El Paquete Económico 2027 no crea impuestos ni aumenta las tasas del ISR, pero traza una línea que puede reordenar el sistema tributario de las empresas: 50 millones de pesos de ingresos anuales.
Abajo de esa cifra, la palabra clave es confianza; arriba, control.
El Régimen Simplificado de Confianza (Resico) eleva su techo de 35 a 50 millones de pesos para personas morales y de 3.5 a 5 millones para personas físicas.
Es una ampliación importante del universo de pequeños contribuyentes que pueden acogerse a reglas más sencillas.
Pero la transformación más relevante ocurre del otro lado de esa frontera de ingresos.
Las empresas con entradas superiores a 50 millones de pesos anuales que tengan utilidades enfrentarán un nuevo límite a sus deducciones.
Cuando éstas representen 96.67 por ciento o más de sus ingresos, no podrán superar ese porcentaje. Y las empresas que ya deduzcan menos de ese porcentaje sólo podrán aplicar 99 por ciento de las deducciones que ya realizan.
No cambia la tasa corporativa del ISR, que permanece en 30 por ciento. Lo que cambia es el piso sobre el cual termina pagándose.
Un ejemplo permite verlo. Una comercializadora que venda mil millones de pesos y tenga gastos deducibles por 980 millones tiene actualmente una utilidad fiscal de 20 millones y paga 6 millones de ISR. Con la nueva regla, sólo podría deducir 966.7 millones. Su utilidad gravable subiría a 33.3 millones y el impuesto a prácticamente 10 millones.
Hay otros candados. Las pérdidas acumuladas sólo podrán disminuir hasta un 50 por ciento de la utilidad de cada ejercicio, aunque se duplica, de 10 a 20 años, el periodo para aprovecharlas. El límite para deducir intereses netos baja de 30 a 20 por ciento de la utilidad fiscal ajustada y desaparece el régimen opcional para grupos de sociedades, que permitía diferir parte del ISR.
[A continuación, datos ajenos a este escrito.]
//! View models for rendering learning materials.
//!
//! Pure mapping from API data to a presentation-ready structure: numbering,
//! option lettering, and correct-answer marking happen here, so the console
//! adapter and the report builder agree on what is shown and stay free of
//! those decisions.

use crate::api::models::{LearningMaterials, QuizQuestion};

/// Presentation-ready learning materials.
#[derive(Debug, Clone, PartialEq)]
pub struct MaterialsView {
    pub title: String,
    pub duration: String,
    pub summary: String,
    /// Key points in input order; numbering starts at 1 when displayed.
    pub key_points: Vec<String>,
    /// Study notes in input order; empty when the service sent none.
    pub notes: Vec<String>,
    pub quiz: Vec<QuestionView>,
}

/// One quiz question, numbered from 1.
#[derive(Debug, Clone, PartialEq)]
pub struct QuestionView {
    pub number: usize,
    pub question: String,
    pub options: Vec<OptionView>,
}

/// One quiz option with its display label.
#[derive(Debug, Clone, PartialEq)]
pub struct OptionView {
    /// Letter label: A, B, C, ...
    pub label: char,
    pub text: String,
    /// Whether this option equals the question's correct answer. When no
    /// option matches, no option is marked; that is a silent degradation,
    /// not an error.
    pub correct: bool,
}

/// Build the view for a set of learning materials.
pub fn build_view(materials: &LearningMaterials) -> MaterialsView {
    MaterialsView {
        title: materials.video_title.clone(),
        duration: materials.duration.clone(),
        summary: materials.summary.clone(),
        key_points: materials.key_points.clone(),
        notes: materials.notes.clone(),
        quiz: materials
            .quiz
            .iter()
            .enumerate()
            .map(|(i, q)| build_question(i + 1, q))
            .collect(),
    }
}

fn build_question(number: usize, question: &QuizQuestion) -> QuestionView {
    QuestionView {
        number,
        question: question.question.clone(),
        options: question
            .options
            .iter()
            .enumerate()
            .map(|(i, text)| OptionView {
                label: option_label(i),
                text: text.clone(),
                correct: question.is_correct(text),
            })
            .collect(),
    }
}

/// Letter label for a zero-based option index: 0 -> A, 1 -> B, ...
pub fn option_label(index: usize) -> char {
    char::from_u32('A' as u32 + index as u32).unwrap_or('?')
}
//! Transcript command implementation.

use crate::api::models::Mode;
use crate::api::ApiClient;
use crate::cli::Output;
use crate::config::Settings;
use crate::report::ReportFormat;
use crate::session::StudySession;
use crate::view::build_view;
use crate::{report, LaerError};
use anyhow::Result;
use std::io::Read;
use std::sync::Arc;

/// Run the transcript command: one-shot transcript-mode submission.
pub async fn run_transcript(
    input: &str,
    title: Option<String>,
    output: Option<String>,
    format: &str,
    settings: Settings,
) -> Result<()> {
    let format: ReportFormat = format.parse().map_err(LaerError::Validation)?;

    let transcript = read_transcript(input)?;

    let client = Arc::new(ApiClient::new(&settings)?);
    let mut session = StudySession::new(client, settings.defaults.video_title.clone());
    session.switch_mode(Mode::Transcript);
    session.set_transcript(transcript);
    if let Some(title) = title {
        session.set_title(title);
    }

    let spinner = Output::spinner("Generating learning materials...");
    let result = session.submit().await;
    spinner.finish_and_clear();

    let materials = match result {
        Ok(materials) => materials,
        Err(e) => {
            Output::error_banner(&e);
            return Err(e.into());
        }
    };

    Output::materials(&build_view(&materials));

    if let Some(path) = output {
        let content = report::render(&materials, format)?;
        std::fs::write(&path, content)?;
        Output::success(&format!("Saved learning materials to {}", path));
    }

    Ok(())
}

/// Read the transcript text from a file, or stdin when the input is '-'.
fn read_transcript(input: &str) -> Result<String> {
    if input == "-" {
        let mut text = String::new();
        std::io::stdin().read_to_string(&mut text)?;
        Ok(text)
    } else {
        Ok(std::fs::read_to_string(input)?)
    }
}
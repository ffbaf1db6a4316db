//! Health command implementation.

use crate::api::ApiClient;
use crate::cli::Output;
use crate::config::Settings;
use anyhow::Result;

/// Run the health command: check that the processing service is up.
pub async fn run_health(settings: Settings) -> Result<()> {
    let client = ApiClient::new(&settings)?;

    let spinner = Output::spinner("Checking the processing service...");
    let result = client.health().await;
    spinner.finish_and_clear();

    match result {
        Ok(health) => {
            Output::success(&format!("{} is {}", health.service, health.status));
            Output::kv("base URL", client.base_url().as_str());
            Ok(())
        }
        Err(e) => {
            Output::error_banner(&e);
            Err(e.into())
        }
    }
}
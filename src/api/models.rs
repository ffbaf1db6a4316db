//! Request and response models for the learning service API.

use serde::{Deserialize, Serialize};

/// Title used for transcript submissions when the user leaves it blank.
pub const DEFAULT_VIDEO_TITLE: &str = "Video Learning Materials";

/// Which of the two input styles is currently active.
///
/// The mode decides which form fields are consulted and which endpoint the
/// submission goes to.
#[derive(Debug, Clone, Copy, PartialEq, Eq, Default)]
pub enum Mode {
    /// Submit a YouTube URL; the service fetches the transcript itself.
    #[default]
    Url,
    /// Submit a pasted transcript directly.
    Transcript,
}

impl std::str::FromStr for Mode {
    type Err = String;

    fn from_str(s: &str) -> std::result::Result<Self, Self::Err> {
        match s.to_lowercase().as_str() {
            "url" | "video" => Ok(Mode::Url),
            "transcript" | "text" => Ok(Mode::Transcript),
            _ => Err(format!("Unknown mode: {} (expected 'url' or 'transcript')", s)),
        }
    }
}

impl std::fmt::Display for Mode {
    fn fmt(&self, f: &mut std::fmt::Formatter<'_>) -> std::fmt::Result {
        match self {
            Mode::Url => write!(f, "url"),
            Mode::Transcript => write!(f, "transcript"),
        }
    }
}

/// Request body for `POST /process-video`.
#[derive(Debug, Clone, Serialize)]
pub struct VideoRequest {
    pub youtube_url: String,
}

/// Request body for `POST /process-transcript`.
#[derive(Debug, Clone, Serialize)]
pub struct TranscriptRequest {
    pub transcript: String,
    pub video_title: String,
}

/// Learning materials returned by the service for one video or transcript.
///
/// Held as the single most recent successful result; each new success
/// overwrites the previous one.
#[derive(Debug, Clone, PartialEq, Serialize, Deserialize)]
pub struct LearningMaterials {
    pub video_title: String,
    /// Preformatted duration string, e.g. "0:15:30" or "N/A".
    pub duration: String,
    pub summary: String,
    pub key_points: Vec<String>,
    /// Detailed study notes. Older service versions omit this field.
    #[serde(default)]
    pub notes: Vec<String>,
    pub quiz: Vec<QuizQuestion>,
}

/// One multiple-choice quiz question.
///
/// `correct_answer` is expected to equal exactly one element of `options`;
/// rendering flags the matching option and silently flags none when no
/// option matches.
#[derive(Debug, Clone, PartialEq, Serialize, Deserialize)]
pub struct QuizQuestion {
    pub question: String,
    pub options: Vec<String>,
    pub correct_answer: String,
}

impl QuizQuestion {
    /// Whether the given option text is the designated correct answer.
    pub fn is_correct(&self, option: &str) -> bool {
        option == self.correct_answer
    }
}

/// Response from `GET /health`.
#[derive(Debug, Clone, Deserialize)]
pub struct HealthStatus {
    pub status: String,
    pub service: String,
}

#[cfg(test)]
mod tests {
    use super::*;

    #[test]
    fn test_mode_parsing() {
        assert_eq!("url".parse::<Mode>().unwrap(), Mode::Url);
        assert_eq!("URL".parse::<Mode>().unwrap(), Mode::Url);
        assert_eq!("transcript".parse::<Mode>().unwrap(), Mode::Transcript);
        assert!("browser".parse::<Mode>().is_err());
    }

    #[test]
    fn test_quiz_correct_answer() {
        let question = QuizQuestion {
            question: "What is machine learning?".to_string(),
            options: vec!["A type of AI".to_string(), "A database".to_string()],
            correct_answer: "A type of AI".to_string(),
        };

        assert!(question.is_correct("A type of AI"));
        assert!(!question.is_correct("A database"));
    }

    #[test]
    fn test_materials_deserialize_without_notes() {
        // Older service versions do not send `notes`; it must default empty.
        let json = r#"{
            "video_title": "Intro to ML",
            "duration": "0:15:30",
            "summary": "An overview.",
            "key_points": ["ML is a subset of AI"],
            "quiz": []
        }"#;

        let materials: LearningMaterials = serde_json::from_str(json).unwrap();
        assert_eq!(materials.video_title, "Intro to ML");
        assert!(materials.notes.is_empty());
    }

    #[test]
    fn test_materials_roundtrip_preserves_order() {
        let json = r#"{
            "video_title": "Intro to ML",
            "duration": "N/A",
            "summary": "An overview.",
            "key_points": ["first", "second", "third"],
            "notes": ["note one"],
            "quiz": [
                {"question": "Q1", "options": ["a", "b"], "correct_answer": "a"},
                {"question": "Q2", "options": ["c", "d"], "correct_answer": "d"}
            ]
        }"#;

        let materials: LearningMaterials = serde_json::from_str(json).unwrap();
        assert_eq!(materials.key_points, vec!["first", "second", "third"]);
        assert_eq!(materials.quiz[0].question, "Q1");
        assert_eq!(materials.quiz[1].correct_answer, "d");
    }
}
Pero el número realmente revelador es 96.67 por ciento.
Si las deducciones no pueden superar esa proporción, una empresa afectada por el límite tendrá una utilidad gravable mínima equivalente a 3.33 por ciento de sus ingresos. Aplicando sobre ella el ISR de 30 por ciento, el impuesto equivale prácticamente a 1 por ciento de sus ventas.
No se le llama en el Paquete enviado un impuesto mínimo corporativo, pero para las empresas alcanzadas por el límite se parece mucho a eso.
La justificación de Hacienda es persuasiva. De las 524 mil empresas del régimen general que declararon ingresos positivos en 2025, 318 mil no pagaron ISR, el 60.7 por ciento. En 223 mil casos, el 42.6 por ciento, sus deducciones igualaron o superaron sus ingresos.
Naturalmente, no toda empresa que no paga ISR evade impuestos. Puede haber pérdidas legítimas, inversiones cuantiosas o actividades con márgenes reducidos. Pero Hacienda sostiene que detrás de una parte relevante del fenómeno existe abuso de deducciones y utilización de facturas por operaciones simuladas.
El SAT ha endurecido la persecución de esas prácticas. Entre octubre de 2024 y agosto pasado enlistó cerca de 3 mil factureras, bloqueó a más de 38 mil empresas vinculadas con operaciones ficticias y auditó a casi 2 mil compradores de esas facturas.
Ahora el gobierno pretende pasar de perseguir casos individuales a establecer una regla general.
También existe la necesidad de más ingresos. El Paquete proyecta que el ISR crezca 7.2 por ciento real en 2027, muy por encima del crecimiento esperado de la economía. Y las empresas con ingresos superiores a 50 millones concentran alrededor de 90 por ciento del ISR pagado por las personas morales.
Ahí está también el riesgo.
En negocios cuyos márgenes reales son inferiores a 3.33 por ciento de las ventas —por ejemplo, ciertas actividades de comercio mayorista, distribución de combustibles o construcción—, el nuevo límite puede obligar a pagar ISR sobre una utilidad que la empresa simplemente no obtuvo.
Entonces deja de ser solamente un mecanismo contra la evasión y empieza a funcionar, en los hechos, como un impuesto mínimo sobre las ventas.
Combatir las facturas falsas y las deducciones artificiales no sólo es legítimo: es indispensable. Pero una cosa es cerrar las puertas a la evasión y otra presumir que, por encima de determinado nivel, las deducciones son excesivas.
El Congreso tendrá que afinar esa frontera, porque de lo contrario podríamos tener una carga injusta que afecte a actividades legítimas.